BANYUWANGI – Tak henti hentinya Banyuwangi memberikan suguhan berbagai festival, kini giliran Lalare Orchestra yang digawangi oleh 100 anak – anak terbaik dari pelajar se- Banyuwangi tingkat SD – SMP unjuk kebolehan dalam konser Lalare orkestra. Penampilan konser yang memukau penonton sudah terlihat saat pembukaan instrumental yang mereka mainkan secara rancak dengan kecepatan pukulan yang membuant penonton bersorak. Seluruh alat musik yang terkolaborasi baik alat musik umum hingga alat musik tradisional Banyuwangi menyatu dengan hentakan khas Musik Banyuwangi.

Tema kali kedua konser lalare orksetra kali ini mengangkat tema “Nyerambah Jagad”. Nyerambah atau menjelajah dan Jagad yang berarti Dunia, menjelajah Dunia adalah istilah Go International. Dengan suguhan yang disajikan malam itu (24/9), lalare pantas menyandang tema tersebut. kekompakan, gerak tari, hentakan musik dan lantunan lagu yang merdu Lalare orchestra layak untuk go international. Musik tradisional Banyuwangi yang diangkat dikemas dengan epic dengan alunan musik rancak dan kompak.

Gelaran festival Lalare yang telah 2 tahun dilaksankan di Gesibu Blambangan ini ditunggu oleh ratusan masyarakat sejak sore hari (24/9). Berbagai penonton dari segala penjuru Kabupaten Banyuwangi mulai mengantri duduk sejak sore hari. Lalare ini awal mula terbentuk karena anak – anak yang hiperaktif di sekolah yang belum terarah dalam musik, mereka dulunya sering memukul – mukul bangku sekolah untuk bermusik. berlatar belakang itu para pelatih ini membentuk kelompok musik lalare orkestra dan menempa mereka untuk lebih bermanfaat dan berkarya. Musik tradisional yang lambat laun hilang membuat resah para Budayawan Banyuwangi. Berlatar belakang tersebut ibentuklah generasi penerus yang akan lebih menggebrak Dunia dengan seni bermusik.

Segala perjuangan selama dua tahun terakhir membuahkan hasil. Melalui tulisan yang di lombakan oleh pihak kementerian pariwisata tentang culture heritage dari Antariksawan Juyuf, Lalare orchestra menjadi fokus utama dan perlu diangkat sebagai warisan budaya. Dalam salah satu forum penghargaan terbesar di Dunia PATA ( Pasific Asia Travel Association), Lalare orkestra berhasil menjadi yang terbaik. Lalare meraih prestasi tingkat Dunia tersebut dalam kategori “Culture and Heritage”.  disela – sela moment konser yang membaggakan masyarakat Banyuwangi, Penghargaan di serahkan langsung oleh Kementerian Pariwisata yang diwakili oleh Antariksawan kepada Bupati Banyuwangi Abdullah Azwar Anas.

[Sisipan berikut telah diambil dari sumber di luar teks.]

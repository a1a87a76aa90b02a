use crate::error::Result;
use crate::frame::Frame;
use crate::result::{Identity, MatchResult, RankGroup};
use crate::store::Store;

/// Keeps the identities whose stored frame satisfies `predicate`.
///
/// Unranked results keep their order. Ranked results are filtered group by
/// group, keeping every group's score and position; a group left without
/// identities is dropped. The predicate always sees the frame resolved from
/// `store`, never a query-time copy, and its first error aborts the filter.
pub fn filter<F>(result: MatchResult, store: &dyn Store, mut predicate: F) -> Result<MatchResult>
where
    F: FnMut(&Frame) -> Result<bool>,
{
    let mut keep = |identities: Vec<Identity>| -> Result<Vec<Identity>> {
        let mut kept = Vec::with_capacity(identities.len());
        for identity in identities {
            let stored = store.resolve(&identity)?;
            if predicate(&stored)? {
                kept.push(identity);
            }
        }
        Ok(kept)
    };
    match result {
        MatchResult::Unranked(identities) => Ok(MatchResult::Unranked(keep(identities)?)),
        MatchResult::Ranked(groups) => {
            let mut filtered = Vec::with_capacity(groups.len());
            for group in groups {
                let score = group.score();
                let kept = keep(group.identities().to_vec())?;
                if !kept.is_empty() {
                    filtered.push(RankGroup::new(score, kept));
                }
            }
            Ok(MatchResult::Ranked(filtered))
        }
    }
}
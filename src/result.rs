use std::cmp::Ordering;
use std::collections::BTreeMap;
use std::fmt;

use serde::{Deserialize, Serialize};

// ------------- Identity -------------
/// A stable reference to one stored instance.
#[derive(Clone, Debug, PartialEq, Eq, Hash, Serialize, Deserialize)]
pub struct Identity {
    id: u64,
    label: String,
}

impl Identity {
    pub fn new(id: u64, label: &str) -> Self {
        Self {
            id,
            label: label.to_owned(),
        }
    }
    pub fn id(&self) -> u64 {
        self.id
    }
    pub fn label(&self) -> &str {
        &self.label
    }
}
// Display label first, the identifier breaks ties between equal labels.
impl Ord for Identity {
    fn cmp(&self, other: &Self) -> Ordering {
        (&self.label, self.id).cmp(&(&other.label, other.id))
    }
}
impl PartialOrd for Identity {
    fn partial_cmp(&self, other: &Self) -> Option<Ordering> {
        Some(self.cmp(other))
    }
}
impl fmt::Display for Identity {
    fn fmt(&self, f: &mut fmt::Formatter) -> fmt::Result {
        write!(f, "{}#{}", self.label, self.id)
    }
}

// ------------- RankGroup -------------
#[derive(Clone, Debug, PartialEq, Eq, Serialize, Deserialize)]
pub struct RankGroup {
    score: i64,
    identities: Vec<Identity>,
}

impl RankGroup {
    pub fn new(score: i64, identities: Vec<Identity>) -> Self {
        Self { score, identities }
    }
    pub fn score(&self) -> i64 {
        self.score
    }
    pub fn identities(&self) -> &[Identity] {
        &self.identities
    }
}

// ------------- MatchResult -------------
#[derive(Clone, Debug, PartialEq, Eq, Serialize, Deserialize)]
#[serde(tag = "kind", content = "matches", rename_all = "lowercase")]
pub enum MatchResult {
    /// Identities in store order.
    Unranked(Vec<Identity>),
    /// Groups of equally scored identities, highest score first.
    Ranked(Vec<RankGroup>),
}

impl MatchResult {
    pub fn empty() -> Self {
        MatchResult::Unranked(Vec::new())
    }

    /// Builds the ranked form of a set of scored identities.
    ///
    /// Identities are grouped by score, groups are ordered by descending
    /// score and each group is sorted by label and then by identifier, so the
    /// outcome is a total order whatever order the scores arrive in.
    pub fn ranked<I>(scores: I) -> Self
    where
        I: IntoIterator<Item = (Identity, i64)>,
    {
        let mut by_score: BTreeMap<i64, Vec<Identity>> = BTreeMap::new();
        for (identity, score) in scores {
            by_score.entry(score).or_default().push(identity);
        }
        let groups = by_score
            .into_iter()
            .rev()
            .map(|(score, mut identities)| {
                identities.sort();
                RankGroup::new(score, identities)
            })
            .collect();
        MatchResult::Ranked(groups)
    }

    pub fn is_ranked(&self) -> bool {
        matches!(self, MatchResult::Ranked(_))
    }

    pub fn groups(&self) -> Option<&[RankGroup]> {
        match self {
            MatchResult::Ranked(groups) => Some(groups),
            MatchResult::Unranked(_) => None,
        }
    }

    /// All identities in result order, flattening rank groups.
    pub fn identities(&self) -> Vec<&Identity> {
        match self {
            MatchResult::Unranked(identities) => identities.iter().collect(),
            MatchResult::Ranked(groups) => {
                groups.iter().flat_map(|g| g.identities.iter()).collect()
            }
        }
    }

    pub fn into_identities(self) -> Vec<Identity> {
        match self {
            MatchResult::Unranked(identities) => identities,
            MatchResult::Ranked(groups) => groups.into_iter().flat_map(|g| g.identities).collect(),
        }
    }

    /// Flattened `(identity, score)` pairs; unranked results score zero.
    pub fn scores(&self) -> Vec<(Identity, i64)> {
        match self {
            MatchResult::Unranked(identities) => {
                identities.iter().map(|i| (i.clone(), 0)).collect()
            }
            MatchResult::Ranked(groups) => groups
                .iter()
                .flat_map(|g| g.identities.iter().map(|i| (i.clone(), g.score)))
                .collect(),
        }
    }

    pub fn contains(&self, identity: &Identity) -> bool {
        self.identities().contains(&identity)
    }

    pub fn len(&self) -> usize {
        match self {
            MatchResult::Unranked(identities) => identities.len(),
            MatchResult::Ranked(groups) => groups.iter().map(|g| g.identities.len()).sum(),
        }
    }

    pub fn is_empty(&self) -> bool {
        self.len() == 0
    }
}

impl Default for MatchResult {
    fn default() -> Self {
        Self::empty()
    }
}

Konser lalare orchesta yang memukau pengunjung dengan menampilkan 13 lagu, lagu Banyuwangi yang menjadi andalan dengan alunan musik dan melodi rancak. Kabar gembira pun datang dari owner Jiwa Jawa yang akan mengundang Lalare untuk tampil bersanding dengan musisi JAzz International dalam gelaran event Ijen Summer Jazz di Java Banana Resort. Lalare kini menjadi musisi muda berbakat yang akan unjuk kebolehan kembali bersama Musisi JAzz Balawan, Harvey Malaihollo, di Jazz Gunung, Banyuwangi Ijen Summer Jazz, 22 Oktober mendatang.